// Licensed to the Apache Software Foundation (ASF) under one
// or more contributor license agreements.  See the NOTICE file
// distributed with this work for additional information
// regarding copyright ownership.  The ASF licenses this file
// to you under the Apache License, Version 2.0 (the
// "License"); you may not use this file except in compliance
// with the License.  You may obtain a copy of the License at
//
//   http://www.apache.org/licenses/LICENSE-2.0
//
// Unless required by applicable law or agreed to in writing,
// software distributed under the License is distributed on an
// "AS IS" BASIS, WITHOUT WARRANTIES OR CONDITIONS OF ANY
// KIND, either express or implied.  See the License for the
// specific language governing permissions and limitations
// under the License.
pub mod operator;
pub mod operator_factory;
pub mod receiver;
#[test]
fn test_correlated_predicate_sees_each_probe_row() {
    // b_key * 2 = p_key + p_key only holds when the predicate reads the probe row being resolved.
    let chunk_size = 300;
    let mut setup = JoinSetup::new();
    let p_key = setup.arena.push(ExprNode::SlotId(PROBE_KEY_SLOT));
    let b_key = setup.arena.push(ExprNode::SlotId(BUILD_KEY_SLOT));
    let two = setup.arena.push(ExprNode::Literal(LiteralValue::Int64(2)));
    let doubled_build = setup.arena.push(ExprNode::Mul(b_key, two));
    let doubled_probe = setup.arena.push(ExprNode::Add(p_key, p_key));
    let pred = setup.arena.push(ExprNode::Eq(doubled_build, doubled_probe));
    let param = setup.param(false, Some(pred));

    let labels: Vec<String> = (0..600).map(|i| format!("n{}", i)).collect();
    let build_rows = labels
        .iter()
        .enumerate()
        .map(|(i, label)| (Some(i as i64), label.as_str()))
        .collect();
    let probe: Vec<Option<i64>> = (0..600).rev().map(Some).collect();

    let out = run_join(param, build_rows, vec![probe_chunk(probe.clone())], chunk_size)
        .expect("join");
    assert_eq!(out.len(), 1);
    assert_eq!(probe_keys(&out[0]), probe);
    let got = names(&out[0]);
    for (row, key) in probe.iter().enumerate() {
        let key = key.expect("non-null key");
        assert_eq!(got[row], Some(format!("n{}", key)), "row {} key {}", row, key);
    }
}

#[test]
fn test_empty_build_side_with_markers_fills_nulls() {
    let param = JoinSetup::new().param(true, None);
    let queue = QueueReceiver::new();
    queue.push_chunk(JoinSide::Build, Chunk::new_last_marker());
    queue.push_chunk(JoinSide::Build, build_chunk(vec![]));
    queue.push_chunk(JoinSide::Probe, probe_chunk(vec![Some(1), Some(2)]));
    let state = RuntimeState::default().with_chunk_size(4);
    let mut op = new_operator(param, &queue);

    let out = drain(&mut op, &state).expect("drain");
    assert_eq!(out.len(), 1);
    assert_eq!(probe_keys(&out[0]), vec![Some(1), Some(2)]);
    assert_eq!(names(&out[0]), vec![None, None]);
    assert_eq!(op.build_row_count(), 0);
    op.close().expect("close");
}

#[test]
fn test_empty_build_chunks_before_hash_map_are_dropped() {
    let param = JoinSetup::new().param(true, None);
    let build = build_chunks(vec![(Some(1), "one")], 4);
    let index = build_index(&param, &build, 4);
    let queue = QueueReceiver::new();
    queue.push_chunk(JoinSide::Build, Chunk::new_last_marker());
    feed(&queue, index, build, vec![probe_chunk(vec![Some(1), Some(2)])]);
    let state = RuntimeState::default().with_chunk_size(4);
    let mut op = new_operator(param, &queue);

    let out = drain(&mut op, &state).expect("drain");
    assert_eq!(names(&out[0]), vec![s("one"), None]);
    op.close().expect("close");
}

#[test]
fn test_float_probe_keys_only_match_integral_values() {
    let mut param = JoinSetup::new().param(true, None);
    param.output_columns[0].data_type = DataType::Float64;
    let build = build_chunks(vec![(Some(5), "A"), (Some(6), "B")], 4);
    let index = build_index(&param, &build, 4);
    let queue = QueueReceiver::new();
    feed(
        &queue,
        index,
        build,
        vec![float_probe_chunk(vec![Some(5.5), Some(5.9), Some(5.0), Some(6.000001)])],
    );
    let state = RuntimeState::default().with_chunk_size(4);
    let mut op = new_operator(param, &queue);

    let out = drain(&mut op, &state).expect("drain");
    assert_eq!(out.len(), 1);
    assert_eq!(names(&out[0]), vec![None, None, s("A"), None]);
    op.close().expect("close");
}

#[test]
fn test_hash_map_mode_must_match_join() {
    let param = JoinSetup::new().param(true, None);
    let build = build_chunks(vec![(Some(1), "one")], 4);
    let index = build_join_hash_map(&param.arena, &param.build_exprs(), &build, false, 4)
        .expect("build hash map")
        .expect("non-empty map");
    let index: Arc<dyn JoinHashIndex> = Arc::new(index);
    let queue = QueueReceiver::new();
    feed(&queue, Some(index), build, vec![probe_chunk(vec![Some(1)])]);
    let state = RuntimeState::default().with_chunk_size(4);
    let mut op = new_operator(param, &queue);

    let err = op.call(&state).expect_err("invariant violation");
    assert_eq!(err.kind, ExecErrorKind::InvariantViolation);
    assert!(err.message.contains("primary-key mode"), "err={}", err);
}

● Task brief:
Filter the listing down to the lines holding the word "index", and return those.

● Solution to this task:
    let index = build_index(&param, &build, 4);
    feed(&queue, index, build, vec![probe_chunk(vec![Some(1), Some(2)])]);
    let index = build_index(&param, &build, 4);
        index,
    let index = build_join_hash_map(&param.arena, &param.build_exprs(), &build, false, 4)
    let index: Arc<dyn JoinHashIndex> = Arc::new(index);
    feed(&queue, Some(index), build, vec![probe_chunk(vec![Some(1)])]);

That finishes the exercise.